Fo’c’s’le Firkins – Shanties And Songs Of The Sea

Image courtesy of The Original Fo’c’s’le Firkins

This article also appeared in edition 151 of Trad And Now magazine in September 2022.

Here in south west Australia, and in niche but growing enclaves around the country and the world, many of us are starting to get a little excited for the upcoming Albany International Folk ‘n’ Shanty Festival which takes place from Friday 30 September to Sunday 2 October 2022.

“From fireside folk sessions and concerts, to full blown pub shanty singing, from tales of pirates, whales and shipwrecks; the Albany International Folk ‘n Shanty Festival turns historic Albany/Kinjarling into a playground of maritime culture.” – shantyfest.com

Albany may not lay claim to the most remote festival venue on the continent, but there would be few that could beat it. Albany is 3,335kms by road from Melbourne, 3,864kms from Sydney, and about a five hour drive south from Perth.

But more of the festival itself in a future edition. I mention it here for context to say I’ve been booked in to attend for a while, so when news of a CD launch of sea shanties and songs of the sea* bobbed up, my interest was already piqued.

* There’s a difference between the two.

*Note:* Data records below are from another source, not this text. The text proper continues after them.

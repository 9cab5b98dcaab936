//! 内置演示模块
//!
//! 一条最小的检索流水线，用于命令行演示和集成测试：
//!
//! ```text
//! task/rank
//! ├── benchmark/dummy   (provide_this, provide_children: collection)
//! │   └── collection/dummy
//! └── searcher/termmatch
//!     └── index/simple
//!         └── collection/dummy   (与 benchmark 共享)
//! ```
//!
//! 领域逻辑刻意保持简单。

pub mod benchmark;
pub mod collection;
pub mod index;
pub mod rank;
pub mod searcher;

use crate::module::registry::{ModuleRegistry, RegistryBuilder};
use crate::utils::Result;

pub use benchmark::Benchmark;
pub use collection::Collection;
pub use index::Index;
pub use rank::Rank;
pub use searcher::Searcher;

/// 注册全部内置模块
pub fn register_all(builder: &mut RegistryBuilder) -> Result<()> {
    builder.register(collection::descriptor())?;
    builder.register(benchmark::descriptor())?;
    builder.register(index::descriptor())?;
    builder.register(searcher::descriptor())?;
    builder.register(rank::descriptor())?;
    Ok(())
}

/// 只包含内置模块的冻结注册表
pub fn registry() -> Result<ModuleRegistry> {
    let mut builder = ModuleRegistry::builder();
    register_all(&mut builder)?;
    builder.build()
}
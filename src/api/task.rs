//! 任务
//!
//! 任务是带命令的顶层模块。两种状态：
//! - `Unresolved`：配置已解析、已校验，实例尚未构造
//! - `Resolved`：实例树已构造
//!
//! 帮助命令（`describe`、`print_config`、`print_paths`、`print_pipeline`）
//! 只读取配置，不触发实例构造；任务自身的命令在首次执行时构造实例。

use std::fmt::Write as _;
use std::path::PathBuf;
use std::sync::Arc;

use serde_json::{json, Map, Value};
use tracing::{debug, info};

use super::engine::Engine;
use crate::module::builder::ProvidedInstances;
use crate::module::descriptor::{CommandContext, ModuleDescriptor, TaskSpec};
use crate::module::graph::DependencyGraph;
use crate::module::instance::ModuleInstance;
use crate::module::resolver::{Binding, ResolvedConfig};
use crate::utils::{CoreError, Result};

/// 任务模块的类型名
pub const TASK_TYPE: &str = "task";

/// 任务状态
#[derive(Debug, Clone)]
pub enum TaskState {
    /// 未构造实例
    Unresolved,
    /// 实例树已构造
    Resolved(Arc<ModuleInstance>),
}

/// 任务
pub struct Task<'e> {
    engine: &'e Engine,
    descriptor: Arc<ModuleDescriptor>,
    spec: TaskSpec,
    config: Arc<ResolvedConfig>,
    provided: ProvidedInstances,
    state: TaskState,
}

impl<'e> Task<'e> {
    pub(crate) fn new(
        engine: &'e Engine,
        descriptor: Arc<ModuleDescriptor>,
        config: Arc<ResolvedConfig>,
        provided: ProvidedInstances,
    ) -> Result<Self> {
        let spec = descriptor.task.clone().ok_or_else(|| {
            CoreError::InvalidDescriptor(format!("{} 没有声明任务命令", descriptor.id))
        })?;
        Ok(Self {
            engine,
            descriptor,
            spec,
            config,
            provided,
            state: TaskState::Unresolved,
        })
    }

    /// 任务名称
    pub fn name(&self) -> &str {
        self.descriptor.module_name()
    }

    /// 全部可用命令（任务命令 + 帮助命令）
    pub fn commands(&self) -> Vec<String> {
        self.spec.available_commands()
    }

    pub fn default_command(&self) -> &str {
        &self.spec.default_command
    }

    /// 解析后的配置
    pub fn config(&self) -> &Arc<ResolvedConfig> {
        &self.config
    }

    pub fn state(&self) -> &TaskState {
        &self.state
    }

    pub fn is_resolved(&self) -> bool {
        matches!(self.state, TaskState::Resolved(_))
    }

    /// 已构造的任务实例
    pub fn instance(&self) -> Option<&Arc<ModuleInstance>> {
        match &self.state {
            TaskState::Resolved(instance) => Some(instance),
            TaskState::Unresolved => None,
        }
    }

    /// 结果目录（由缓存键派生）
    pub fn results_dir(&self) -> PathBuf {
        self.engine.results_dir(&self.config)
    }

    /// 构造实例树（幂等）
    pub fn resolve(&mut self) -> Result<Arc<ModuleInstance>> {
        if let TaskState::Resolved(instance) = &self.state {
            return Ok(Arc::clone(instance));
        }
        let instance = self.engine.build(&self.config, &self.provided)?;
        debug!(task = %self.name(), cache_key = %instance.cache_key(), "任务实例已构造");
        self.state = TaskState::Resolved(Arc::clone(&instance));
        Ok(instance)
    }

    /// 执行命令，未指定时执行默认命令
    ///
    /// # Errors
    ///
    /// - `UnknownCommand`：任务不支持该命令
    /// - `CommandFailed`：任务命令返回错误
    /// - 构造实例时的任何错误
    pub fn run(&mut self, command: Option<&str>) -> Result<Value> {
        let command = command.unwrap_or(&self.spec.default_command).to_string();
        if !self.spec.supports(&command) {
            return Err(CoreError::UnknownCommand {
                task: self.name().to_string(),
                command,
                available: self.commands(),
            });
        }

        info!(task = %self.name(), command = %command, "执行任务命令");
        match command.as_str() {
            "describe" => Ok(Value::String(self.describe())),
            "print_config" => Ok(self.config.to_json()),
            "print_paths" => Ok(self.paths()),
            "print_pipeline" => self.pipeline(),
            _ => self.run_task_command(&command),
        }
    }

    fn run_task_command(&mut self, command: &str) -> Result<Value> {
        let instance = self.resolve()?;
        let results_dir = self.results_dir();
        let ctx = CommandContext {
            instance: &instance,
            results_dir: &results_dir,
        };
        instance
            .module()
            .run_command(command, &ctx)
            .map_err(|source| CoreError::CommandFailed {
                task: self.name().to_string(),
                command: command.to_string(),
                source,
            })
    }

    /// 模块树、配置值及说明
    pub fn describe(&self) -> String {
        let mut out = String::new();
        let _ = writeln!(out, "{} - {}", self.config.id, self.descriptor.description);
        let _ = writeln!(out, "  命令: {}", self.commands().join(", "));
        let _ = writeln!(out, "  默认命令: {}", self.spec.default_command);
        self.describe_node(&self.config, 1, &mut out);
        out
    }

    fn describe_node(&self, config: &ResolvedConfig, depth: usize, out: &mut String) {
        let indent = "  ".repeat(depth);
        let descriptor = self.engine.registry().lookup_id(&config.id).ok();

        for (key, value) in &config.options {
            let description = descriptor
                .as_ref()
                .and_then(|d| d.find_option(key))
                .map(|o| o.description.as_str())
                .unwrap_or_default();
            if description.is_empty() {
                let _ = writeln!(out, "{}{} = {}", indent, key, value);
            } else {
                let _ = writeln!(out, "{}{} = {}  # {}", indent, key, value, description);
            }
        }

        for (key, dep) in &config.dependencies {
            let shared = if dep.binding == Binding::Shared {
                " (共享)"
            } else {
                ""
            };
            let _ = writeln!(out, "{}{}: {}{}", indent, key, dep.config.id, shared);
            self.describe_node(&dep.config, depth + 1, out);
        }
    }

    /// 结果目录和每个模块的制品目录
    pub fn paths(&self) -> Value {
        let mut artifacts = Map::new();
        self.config.walk(&mut |path, config| {
            let label = if path.is_empty() {
                config.id.to_string()
            } else {
                path.to_string()
            };
            artifacts.insert(
                label,
                Value::String(self.engine.artifact_dir(config).display().to_string()),
            );
        });

        json!({
            "results": self.results_dir().display().to_string(),
            "artifacts": artifacts,
        })
    }

    /// 实例构造顺序（依赖先于依赖方）
    pub fn pipeline(&self) -> Result<Value> {
        let order = DependencyGraph::from_resolved(&self.config).topological_sort()?;
        Ok(Value::Array(order.into_iter().map(Value::String).collect()))
    }
}

impl std::fmt::Debug for Task<'_> {
    fn fmt(&self, f: &mut std::fmt::Formatter<'_>) -> std::fmt::Result {
        f.debug_struct("Task")
            .field("name", &self.name())
            .field("cache_key", &self.config.cache_key)
            .field("resolved", &self.is_resolved())
            .finish()
    }
}
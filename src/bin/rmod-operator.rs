// ResourceModifier operator binary
use anyhow::Result;
use clap::Parser;
use kube::Client;
use tracing::{error, info};
use tracing_subscriber::{layer::SubscriberExt, util::SubscriberInitExt, EnvFilter};

use resource_modifier::config::OperatorConfig;
use resource_modifier::{reconciler, webhook};

#[derive(Parser, Debug)]
#[command(name = "rmod-operator", about = "Applies ResourceModifier directives to cluster objects")]
struct Args {
    /// Path to the operator configuration file
    #[arg(long, env = "RMOD_CONFIG")]
    config: Option<String>,
}

#[tokio::main]
async fn main() -> Result<()> {
    let args = Args::parse();
    let config = OperatorConfig::load(args.config.as_deref())?;

    // Initialize tracing
    let default_filter = config
        .log_level
        .clone()
        .unwrap_or_else(|| "info,rmod_operator=debug".to_string());
    tracing_subscriber::registry()
        .with(EnvFilter::try_from_default_env().unwrap_or_else(|_| EnvFilter::new(default_filter)))
        .with(tracing_subscriber::fmt::layer())
        .init();

    info!("Starting ResourceModifier operator");

    // Create Kubernetes client
    let client = Client::try_default().await?;
    info!("Connected to Kubernetes cluster");

    if let Some(webhook_config) = config.webhook.clone() {
        tokio::spawn(async move {
            if let Err(e) = webhook::serve(&webhook_config.bind_addr).await {
                error!("Admission webhook error: {}", e);
            }
        });
    }

    // Run the controller
    if let Err(e) = reconciler::run_controller(client, &config).await {
        error!("Controller error: {}", e);
        std::process::exit(1);
    }

    Ok(())
}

All shall be revealed hereunder.

The Original Fo’c’s’le Firkins launched their live CD in Fremantle at the Navy Club on Saturday 20 August 2022. It was a nice piece of musical recording symmetry as the album was recorded in 2021 at the same venue.

Band members were understandably taking any chance to plug the CD and gig around Fremantle in the lead-up, and group member Jon Cope spent some time during ‘Folking Around’ on Radio Fremantle to talk in detail about the recordings’ evolution and background.

Normally, I would have been one of the interviewers, however, I was struck down by a debilitating (non-plague) illness that week, so my colleagues of the airwaves manned the bridge and took the wheel: Frank Hodges (asking the lion’s share of the questions) and Alan Dawson (on the panel, knobs, buttons, and light comic relief).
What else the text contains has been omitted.